A few performance-related questions

Haath · April 6, 2023, 8:15am

Hey guys, apologies in advance if these have been answered before. I did search the forum, and some of these topics have been discussed briefly in the past, but I wasn’t able to find the answers I was looking for.

1. Using `go.get()` instead of `go.get_position()`

If I understand correctly, the following has some performance implications since it needs to allocate a new vector3 object.

pos = go.get_position(".")

So do I understand correctly that the following would be faster?

pos_x = go.get(".", "position.x")
pos_y = go.get(".", "position.y")

Ditto for using go.set(), instead of go.set_position().

2. Storing non-property objects on `self`?

Suppose I want to store data on a script that don’t qualify to be Defold properties (e.g lists, strings, tables).
So far what I’ve been doing is something like the following:

go.property("health", 100)

function init(self)
    self.some_list = [ ... ]
    self.some_string = "hello world"
end

Sure I can’t access these custom properties using go.set() or go.get(), but I can access them from the other callbacks in the script and that’s fine for me.

Is this something that would hinder performance in the long-term?
If yes, how would you recommend to do it instead?

3. Accessing properties through `self` or through the API

Performance-wise, is there any difference between the following two approaches?

health = self.health
self.health = health + 10

health = go.get('#', 'health')
go.set('#', 'health', health + 10)

(assume for simplicity that I have pre-hashed the # and health strings)

britzl · April 6, 2023, 8:32am

You can quickly performance test this:

go.property("health", 0)

function init(self)
	local iterations = 1000000

	local t = socket.gettime()
	for i=1,iterations do
		local x = go.get_position().x
	end
	print("go.get_position().x took ", (socket.gettime() - t))
	
	local t = socket.gettime()
	for i=1,iterations do
		local x = go.get(".", "position.x")
	end
	print("go.get() position.x took ", (socket.gettime() - t))

	local t = socket.gettime()
	for i=1,iterations do
		local health = self.health
		self.health = health + 10
	end
	print("self.health took ", (socket.gettime() - t))

	local t = socket.gettime()
	for i=1,iterations do
		local health = go.get('#', 'health')
		go.set('#', 'health', health + 10)
	end
	print("go.get() and set() health took ", (socket.gettime() - t))
end

DEBUG:SCRIPT: go.get_position().x took 	0.13211512565613
DEBUG:SCRIPT: go.get() position.x took 	0.38671708106995
DEBUG:SCRIPT: self.health took 	0.055711030960083
DEBUG:SCRIPT: go.get() and set() health took 	0.89836716651917

Haath · April 6, 2023, 10:49am

I guess I was mostly hoping for a discussion on the why. It would be good to know the reasons behind performance differences, and to better understand why they occur from the engine’s perspective.
I can’t always measure every single instance where I decide to use position.x instead of get_position(), but it would still be nice to know which of the two is better for a given situation based on an understanding of what the engine would do…
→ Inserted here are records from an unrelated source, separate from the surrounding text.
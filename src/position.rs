//! Source positions and comment masking
//!
//! Offsets are byte offsets into the source text. Positions are 0-indexed
//! `{line, character}` pairs where `character` counts Unicode scalar values
//! from the start of the line.

use lazy_static::lazy_static;
use regex::Regex;
use serde::{Deserialize, Serialize};

lazy_static! {
    static ref BLOCK_COMMENT: Regex = Regex::new(r"(?s)/\*.*?\*/").unwrap();
}

/// A 0-indexed line/character position
#[derive(Debug, Clone, Copy, Default, PartialEq, Eq, PartialOrd, Ord, Hash, Serialize, Deserialize)]
pub struct Position {
    pub line: usize,
    pub character: usize,
}

impl Position {
    pub fn new(line: usize, character: usize) -> Self {
        Position { line, character }
    }
}

/// A start/end pair of positions
#[derive(Debug, Clone, Copy, Default, PartialEq, Eq, Hash, Serialize, Deserialize)]
pub struct Range {
    pub start: Position,
    pub end: Position,
}

impl Range {
    pub fn new(start: Position, end: Position) -> Self {
        Range { start, end }
    }

    /// A zero-width range at `at`
    pub fn point(at: Position) -> Self {
        Range { start: at, end: at }
    }
}

/// Byte offset -> position lookup over a fixed text.
pub struct LineIndex<'a> {
    text: &'a str,
    line_starts: Vec<usize>,
}

impl<'a> LineIndex<'a> {
    pub fn new(text: &'a str) -> Self {
        let mut line_starts = vec![0];
        line_starts.extend(text.match_indices('\n').map(|(i, _)| i + 1));
        LineIndex { text, line_starts }
    }

    pub fn position(&self, offset: usize) -> Position {
        let offset = floor_char_boundary(self.text, offset);
        let line = match self.line_starts.binary_search(&offset) {
            Ok(line) => line,
            Err(next) => next - 1,
        };
        let character = self.text[self.line_starts[line]..offset].chars().count();
        Position { line, character }
    }
}

/// Position of `offset` within `text`.
pub fn line_column(text: &str, offset: usize) -> Position {
    let offset = floor_char_boundary(text, offset);
    let prefix = &text[..offset];
    let line = prefix.matches('\n').count();
    let line_start = prefix.rfind('\n').map(|i| i + 1).unwrap_or(0);
    Position {
        line,
        character: prefix[line_start..].chars().count(),
    }
}

/// Half-open byte ranges covered by comments.
///
/// Block comments are matched non-greedily across lines. A line comment
/// runs from the first `//` on a physical line to the end of that line,
/// whether or not the `//` sits inside a string.
pub fn comment_ranges(text: &str) -> Vec<(usize, usize)> {
    let mut ranges: Vec<(usize, usize)> = BLOCK_COMMENT
        .find_iter(text)
        .map(|m| (m.start(), m.end()))
        .collect();

    let mut offset = 0;
    for line in text.split('\n') {
        if let Some(idx) = line.find("//") {
            ranges.push((offset + idx, offset + line.len()));
        }
        offset += line.len() + 1;
    }

    ranges
}

pub fn is_in_comment(offset: usize, ranges: &[(usize, usize)]) -> bool {
    ranges
        .iter()
        .any(|&(start, end)| offset >= start && offset < end)
}

fn floor_char_boundary(text: &str, offset: usize) -> usize {
    let mut offset = offset.min(text.len());
    while !text.is_char_boundary(offset) {
        offset -= 1;
    }
    offset
}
Interesting thing is that with your measuring method, by pre-hashing the strings., #, health and position.x, the final times were somehow slower than the variant without pre-hashing! Even though the general advice is that storing the pre-hashed ids and urls is good practice, right?

But a problem with making measurements like this by summing continuous for-loops, is that it is very prone to interference both by the OS, and also most importantly from the state of the cache. If you access a thing once it may take some time, but if you continue accessing the same thing repeatedly with no other code in between those subsequent accesses will be orders of magnitude faster.

So I tried to reduce the influence of the cache by making fewer measurements at a time, but averaged over multiple update() loops. These were my results:

DEBUG:SCRIPT: === WITH PREHASHING ===
DEBUG:SCRIPT: go.get_position().x took 	2.2255428253658e-07
DEBUG:SCRIPT: go.get() position.x took 	6.4795357840402e-07
DEBUG:SCRIPT: self.health took 	1.0122067083127e-07
DEBUG:SCRIPT: go.get() and set() health took 	1.5873379177517e-06
DEBUG:SCRIPT: === NO PREHASHING ===
DEBUG:SCRIPT: go.get_position().x took 	0.28761606367808
DEBUG:SCRIPT: go.get() position.x took 	0.26440494274967
DEBUG:SCRIPT: self.health took 	0
DEBUG:SCRIPT: go.get() and set() health took 	2.1192762586806

Based on this, question 3 seems obvious, accessing the property is much faster directly, even with the id pre-hashed.

However, the get_position() behavior seems a bit peculiar. I was expecting it to be slower than go.get().
Can the engine detect when a vector3 object has been discarded by the user and then re-use it seamlessly? Or is it because even by reading the position.x property the engine is still forced to allocate a vector3 object?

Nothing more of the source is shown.